The Commanding Heights

Imagine for a moment that the U. S. had no copyright or patent laws and that there were no restrictions on providing health care of any sort, from licensing to restrictions on telemedicine to buying pharmaceuticals across national borders. I know there would be all sorts of abuses but that’s fruit for another post. What would happen is that compensation for copyright holders, whether authors, publishing companies, software developers working for large companies, television studios, motion picture distributors, and health care providers would fall because they were open to competition.

Now onward to David Brooks’s New York Times column:

Progress is real, but of course it doesn’t happen in a straight line. Often it happens in what Ruth DeFries calls the ratchet, hatchet, pivot, ratchet manner.

First there’s some innovative breakthrough that benefits society over all. But the innovation disrupts some lives. Down comes the hatchet as people want change. That leads to a pivot as society looks for new innovations to address newly created problems. Thanks to human ingenuity the innovation comes and progress ratchets up another notch.

This clearly happens with technological progress but also, less linearly, with cultural progress. Every era develops the culture it needs to solve its problems.

During the mid-20th century the West developed a group-oriented culture to deal with the Great Depression and the World Wars. Its motto could have been “We’re in this together.” That became too conformist and stultifying. A new individualistic culture emerged (pivot) whose motto could have been “I’m free to be myself.” That was great for a time, but excessive individualism has left society too fragmented, isolated and divided (hatchet). Something new is needed.

Politics during the hatchet phase gets nasty. It tends to devolve into a fight between upswingers and downswingers. (I’m adapting the words from a deceased Iranian-American futurist who called himself FM-2030.) Upswingers believe in progress and feel that society is still fitfully moving upward. Downswingers have lost faith in progress and feel everything is broken.

Mr. Brooks is confused. Technological development has nothing to do with “upswingers and downswingers” while policy has everything to do with them.

Let’s engage in a second thought experiment. Imagine that steel, automobiles, and clothing were all as restricted as providing health care, selling pharmaceuticals, banking, or practicing law are. What would happen is that all of those manufactured goods would rise in price and wages would rise for those who produce them, again due to competition, in this case less of it. U. S. auto unions would have much more bargaining power because the more restrictive laws would free them from the fear of U. S. “manufacturers” just buying what they build in Japan and South Korea and slapping “Made in the U. S. A.” labels on them.

My point is not that we should abandon copyrights and patents or professional licensing or that we return to the system of restrictive tariffs that dominated most of our history. It’s that what is happening now is not just some airy Whig history notion of progress but the direct consequences of policy, the picking of winners and losers.

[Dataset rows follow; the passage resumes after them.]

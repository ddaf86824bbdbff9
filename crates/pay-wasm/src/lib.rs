//! # pay-wasm
//!
//! WebAssembly bindings for the embedded-checkout pages.
//!
//! This crate provides browser-side logic for:
//! - The return page: one status read, then redirect / confirm / nothing
//! - Notification banner wording
//! - Dashboard tab navigation with lazy checkout mounting
//!
//! ## Usage (JavaScript)
//!
//! ```javascript
//! import init, { run_return_page, banner_message } from '/pkg/pay_wasm.js';
//!
//! await init();
//!
//! await run_return_page('success-message', '/checkout', 'orders@example.com');
//! banner.setOnNotificationsChange((r) => show(banner_message('checkout', r)));
//! ```
//!
//! ## Building
//!
//! ```bash
//! wasm-pack build --target web
//! ```

use pay_core::notifications::{BANNER_INIT_FAILED, BANNER_REQUIRES_ACCOUNT};
use pay_core::return_flow::SESSION_STATUS_PATH;
use pay_core::{
    BannerNotice, DashboardNav, DashboardView, MessageStyle, NotificationSummary, ReturnFlow,
    SessionStatus, Storefront,
};
use wasm_bindgen::prelude::*;
use wasm_bindgen::JsCast;
use wasm_bindgen_futures::JsFuture;

/// Read `session_id` from the current URL, query its status once, and act
/// on it: redirect for open sessions, fill `message_element_id` (and reveal
/// its parent) for completed ones, leave the page blank otherwise.
#[wasm_bindgen]
pub async fn run_return_page(
    message_element_id: String,
    checkout_path: String,
    support_email: String,
) -> Result<(), JsValue> {
    let window = web_sys::window().ok_or_else(|| JsValue::from_str("no window"))?;
    let search = window.location().search()?;
    let params = web_sys::UrlSearchParams::new_with_str(&search)?;
    let session_id = params.get("session_id");

    let storefront = Storefront {
        checkout_path,
        support_email,
        ..Storefront::default()
    };
    let mut flow = ReturnFlow::new(session_id.as_deref(), storefront);

    let Some(session_id) = flow.begin() else {
        return Ok(());
    };

    let url = format!(
        "{}?session_id={}",
        SESSION_STATUS_PATH,
        String::from(js_sys::encode_uri_component(&session_id))
    );
    let status = fetch_status(&window, &url).await;
    if status.is_none() {
        log("Session status request failed");
    }

    let Some(view) = flow.resolve(status).cloned() else {
        return Ok(());
    };

    if let Some(target) = view.redirect_target() {
        window.location().set_href(target)?;
        return Ok(());
    }

    if let Some(message) = flow.message() {
        let document = window
            .document()
            .ok_or_else(|| JsValue::from_str("no document"))?;
        if let Some(element) = document.get_element_by_id(&message_element_id) {
            element.set_text_content(Some(&message));
            if let Some(parent) = element.parent_element() {
                parent.remove_attribute("hidden")?;
            }
        }
    }

    Ok(())
}

/// One GET against the status endpoint; `None` on any failure
async fn fetch_status(window: &web_sys::Window, url: &str) -> Option<SessionStatus> {
    let response = JsFuture::from(window.fetch_with_str(url)).await.ok()?;
    let response: web_sys::Response = response.dyn_into().ok()?;
    let body = JsFuture::from(response.json().ok()?).await.ok()?;
    serde_wasm_bindgen::from_value(body).ok()
}

/// Status line for a banner change notification.
///
/// `style` is `"checkout"` or `"dashboard"`; `summary` is the
/// `{ actionRequired, total }` object the banner emits.
#[wasm_bindgen]
pub fn banner_message(style: &str, summary: JsValue) -> Result<String, JsValue> {
    let summary: NotificationSummary = serde_wasm_bindgen::from_value(summary)
        .map_err(|e| JsValue::from_str(&format!("Invalid notification summary: {}", e)))?;
    Ok(BannerNotice::from(summary).message(MessageStyle::parse(style)))
}

/// Static note shown instead of the banner. `had_error_field` is true when
/// the account session endpoint answered with an `error`.
#[wasm_bindgen]
pub fn degraded_banner_message(had_error_field: bool) -> String {
    if had_error_field {
        BANNER_REQUIRES_ACCOUNT.to_string()
    } else {
        BANNER_INIT_FAILED.to_string()
    }
}

/// Dashboard tab state exposed to the page
#[wasm_bindgen]
#[derive(Default)]
pub struct DashboardNavigator {
    nav: DashboardNav,
}

#[wasm_bindgen]
impl DashboardNavigator {
    #[wasm_bindgen(constructor)]
    pub fn new() -> Self {
        Self::default()
    }

    /// Switch tabs; returns true when the checkout widget must be mounted now.
    /// Unknown view names leave the state unchanged.
    pub fn select(&mut self, view: &str) -> bool {
        match DashboardView::parse(view) {
            Some(view) => {
                log(&format!("Switching to view: {}", view.as_str()));
                self.nav.select(view)
            }
            None => false,
        }
    }

    pub fn active(&self) -> String {
        self.nav.active().as_str().to_string()
    }

    #[wasm_bindgen(getter)]
    pub fn checkout_mounted(&self) -> bool {
        self.nav.checkout_mounted()
    }
}

/// Log to browser console
#[wasm_bindgen]
pub fn log(message: &str) {
    #[cfg(target_arch = "wasm32")]
    web_sys::console::log_1(&JsValue::from_str(message));
    #[cfg(not(target_arch = "wasm32"))]
    let _ = message;
}

/// Get library version
#[wasm_bindgen]
pub fn version() -> String {
    env!("CARGO_PKG_VERSION").to_string()
}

The winners should not merely show magnanimity, the thrust of Mr. Brooks’s column. They should recognize the source of their victory and just how tenuous it is.

1 comment… add one
  • steve Link

    “health care providers would fall because they were open to competition.”

    Actually, I would predict that compensation would become bimodal. The legit players would probably see even higher compensation, and set up licensing groups to keep it that way. The quacks and fly by nighters would earn less. If we had true universal health care, I would expect total health care spending to go up as we clean up the messes for the fakes. Absent universal care, it could decrease costs. OTOH, lawyers would make a ton more money. (This is for the licensing side. On the patent side, not sure what happens.)